» **Task item**: Take every line from the entries below that includes the word "SqlitePool" and copy it.

» **Data in this exercise**:
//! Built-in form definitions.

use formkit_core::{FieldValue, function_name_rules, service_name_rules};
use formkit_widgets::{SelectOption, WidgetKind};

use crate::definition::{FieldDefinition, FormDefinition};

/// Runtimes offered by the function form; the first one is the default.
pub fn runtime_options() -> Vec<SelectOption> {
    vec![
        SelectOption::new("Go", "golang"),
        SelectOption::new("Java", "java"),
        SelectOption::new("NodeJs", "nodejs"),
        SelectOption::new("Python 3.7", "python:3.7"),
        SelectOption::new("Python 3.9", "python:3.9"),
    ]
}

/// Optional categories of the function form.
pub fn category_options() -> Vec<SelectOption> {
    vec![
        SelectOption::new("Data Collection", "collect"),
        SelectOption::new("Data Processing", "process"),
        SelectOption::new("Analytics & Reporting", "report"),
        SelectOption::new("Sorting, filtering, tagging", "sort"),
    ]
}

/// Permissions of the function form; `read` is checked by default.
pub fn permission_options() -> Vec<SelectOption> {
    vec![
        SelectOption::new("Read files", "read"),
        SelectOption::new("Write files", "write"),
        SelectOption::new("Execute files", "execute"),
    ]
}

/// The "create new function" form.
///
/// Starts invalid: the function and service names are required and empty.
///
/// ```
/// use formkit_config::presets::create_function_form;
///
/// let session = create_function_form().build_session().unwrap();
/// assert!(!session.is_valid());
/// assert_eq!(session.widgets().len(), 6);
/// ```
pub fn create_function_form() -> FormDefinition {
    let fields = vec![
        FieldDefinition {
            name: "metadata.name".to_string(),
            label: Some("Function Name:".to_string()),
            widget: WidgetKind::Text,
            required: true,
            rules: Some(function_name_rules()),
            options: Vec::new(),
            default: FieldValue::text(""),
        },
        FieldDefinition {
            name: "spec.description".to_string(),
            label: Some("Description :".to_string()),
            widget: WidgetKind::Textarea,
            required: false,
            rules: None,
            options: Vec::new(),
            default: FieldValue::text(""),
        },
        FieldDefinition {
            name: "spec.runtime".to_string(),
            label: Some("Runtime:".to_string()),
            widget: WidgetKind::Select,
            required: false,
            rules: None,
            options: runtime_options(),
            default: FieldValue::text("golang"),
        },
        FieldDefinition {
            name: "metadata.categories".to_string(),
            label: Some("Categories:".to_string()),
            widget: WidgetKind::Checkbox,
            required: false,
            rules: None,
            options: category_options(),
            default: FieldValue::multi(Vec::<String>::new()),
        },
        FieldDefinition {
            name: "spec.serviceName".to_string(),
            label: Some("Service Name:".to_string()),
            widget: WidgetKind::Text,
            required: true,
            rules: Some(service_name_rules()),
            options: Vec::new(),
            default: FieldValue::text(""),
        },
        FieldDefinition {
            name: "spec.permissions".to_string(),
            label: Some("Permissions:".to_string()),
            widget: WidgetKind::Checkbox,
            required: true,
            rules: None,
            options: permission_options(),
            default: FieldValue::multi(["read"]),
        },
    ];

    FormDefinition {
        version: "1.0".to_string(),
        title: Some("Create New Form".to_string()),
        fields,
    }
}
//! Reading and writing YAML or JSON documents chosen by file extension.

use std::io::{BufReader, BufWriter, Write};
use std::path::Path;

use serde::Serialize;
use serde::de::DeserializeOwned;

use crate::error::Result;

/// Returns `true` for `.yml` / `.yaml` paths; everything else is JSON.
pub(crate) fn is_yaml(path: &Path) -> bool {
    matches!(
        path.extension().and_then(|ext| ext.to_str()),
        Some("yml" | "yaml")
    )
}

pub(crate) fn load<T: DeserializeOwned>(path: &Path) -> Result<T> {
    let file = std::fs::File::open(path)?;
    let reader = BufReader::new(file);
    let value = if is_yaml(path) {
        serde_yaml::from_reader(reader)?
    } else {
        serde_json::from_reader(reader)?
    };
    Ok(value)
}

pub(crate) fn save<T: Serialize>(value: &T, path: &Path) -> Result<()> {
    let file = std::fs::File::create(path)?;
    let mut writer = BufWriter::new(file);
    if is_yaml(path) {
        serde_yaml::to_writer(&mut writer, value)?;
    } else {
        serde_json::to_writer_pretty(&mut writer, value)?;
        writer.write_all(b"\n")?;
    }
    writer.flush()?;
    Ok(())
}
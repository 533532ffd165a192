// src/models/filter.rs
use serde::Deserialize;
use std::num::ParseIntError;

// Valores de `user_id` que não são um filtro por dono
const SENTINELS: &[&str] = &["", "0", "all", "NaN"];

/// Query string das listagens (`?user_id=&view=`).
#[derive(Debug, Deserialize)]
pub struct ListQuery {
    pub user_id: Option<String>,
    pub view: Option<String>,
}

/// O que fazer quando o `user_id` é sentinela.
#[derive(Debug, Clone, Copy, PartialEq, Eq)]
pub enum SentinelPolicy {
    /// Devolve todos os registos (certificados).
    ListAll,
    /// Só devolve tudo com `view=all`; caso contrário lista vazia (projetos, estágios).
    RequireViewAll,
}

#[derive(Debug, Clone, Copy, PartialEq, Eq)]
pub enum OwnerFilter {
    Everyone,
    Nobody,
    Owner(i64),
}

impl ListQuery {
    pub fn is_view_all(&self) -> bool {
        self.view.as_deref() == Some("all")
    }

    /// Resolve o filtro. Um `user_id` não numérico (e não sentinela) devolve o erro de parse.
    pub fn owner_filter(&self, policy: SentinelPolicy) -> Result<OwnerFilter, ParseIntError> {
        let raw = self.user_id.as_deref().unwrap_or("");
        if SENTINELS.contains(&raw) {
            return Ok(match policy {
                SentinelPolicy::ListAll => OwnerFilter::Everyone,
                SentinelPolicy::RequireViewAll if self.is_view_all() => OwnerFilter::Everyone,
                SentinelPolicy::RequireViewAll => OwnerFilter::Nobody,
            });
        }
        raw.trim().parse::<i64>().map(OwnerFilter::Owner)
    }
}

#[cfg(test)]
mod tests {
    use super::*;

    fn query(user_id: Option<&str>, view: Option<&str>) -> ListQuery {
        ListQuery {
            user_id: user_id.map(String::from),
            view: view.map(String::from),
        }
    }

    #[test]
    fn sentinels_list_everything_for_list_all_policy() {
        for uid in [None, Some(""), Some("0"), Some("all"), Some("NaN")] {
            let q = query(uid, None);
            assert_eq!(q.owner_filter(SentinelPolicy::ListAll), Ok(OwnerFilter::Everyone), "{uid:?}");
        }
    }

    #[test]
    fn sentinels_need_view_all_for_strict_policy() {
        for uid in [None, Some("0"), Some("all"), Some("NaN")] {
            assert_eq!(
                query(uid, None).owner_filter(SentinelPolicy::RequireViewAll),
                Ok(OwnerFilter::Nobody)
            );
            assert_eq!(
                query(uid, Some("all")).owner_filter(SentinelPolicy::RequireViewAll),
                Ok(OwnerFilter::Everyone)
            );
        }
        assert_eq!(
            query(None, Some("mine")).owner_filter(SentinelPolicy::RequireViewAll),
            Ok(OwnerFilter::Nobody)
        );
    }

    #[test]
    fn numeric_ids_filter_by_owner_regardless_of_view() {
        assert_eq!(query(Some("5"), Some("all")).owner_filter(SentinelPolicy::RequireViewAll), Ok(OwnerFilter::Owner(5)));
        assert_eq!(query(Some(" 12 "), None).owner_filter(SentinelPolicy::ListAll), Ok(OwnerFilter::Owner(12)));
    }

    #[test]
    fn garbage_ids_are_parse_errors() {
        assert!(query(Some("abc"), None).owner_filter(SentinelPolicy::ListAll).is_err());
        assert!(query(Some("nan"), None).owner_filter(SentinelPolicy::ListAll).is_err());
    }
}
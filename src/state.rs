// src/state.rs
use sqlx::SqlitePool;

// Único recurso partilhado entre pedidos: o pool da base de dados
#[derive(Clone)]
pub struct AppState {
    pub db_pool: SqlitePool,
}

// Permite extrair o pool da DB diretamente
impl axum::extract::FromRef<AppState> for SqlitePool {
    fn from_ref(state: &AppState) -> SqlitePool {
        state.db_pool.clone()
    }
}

» **Output for this exercise**:
use sqlx::SqlitePool;
    pub db_pool: SqlitePool,
impl axum::extract::FromRef<AppState> for SqlitePool {
    fn from_ref(state: &AppState) -> SqlitePool {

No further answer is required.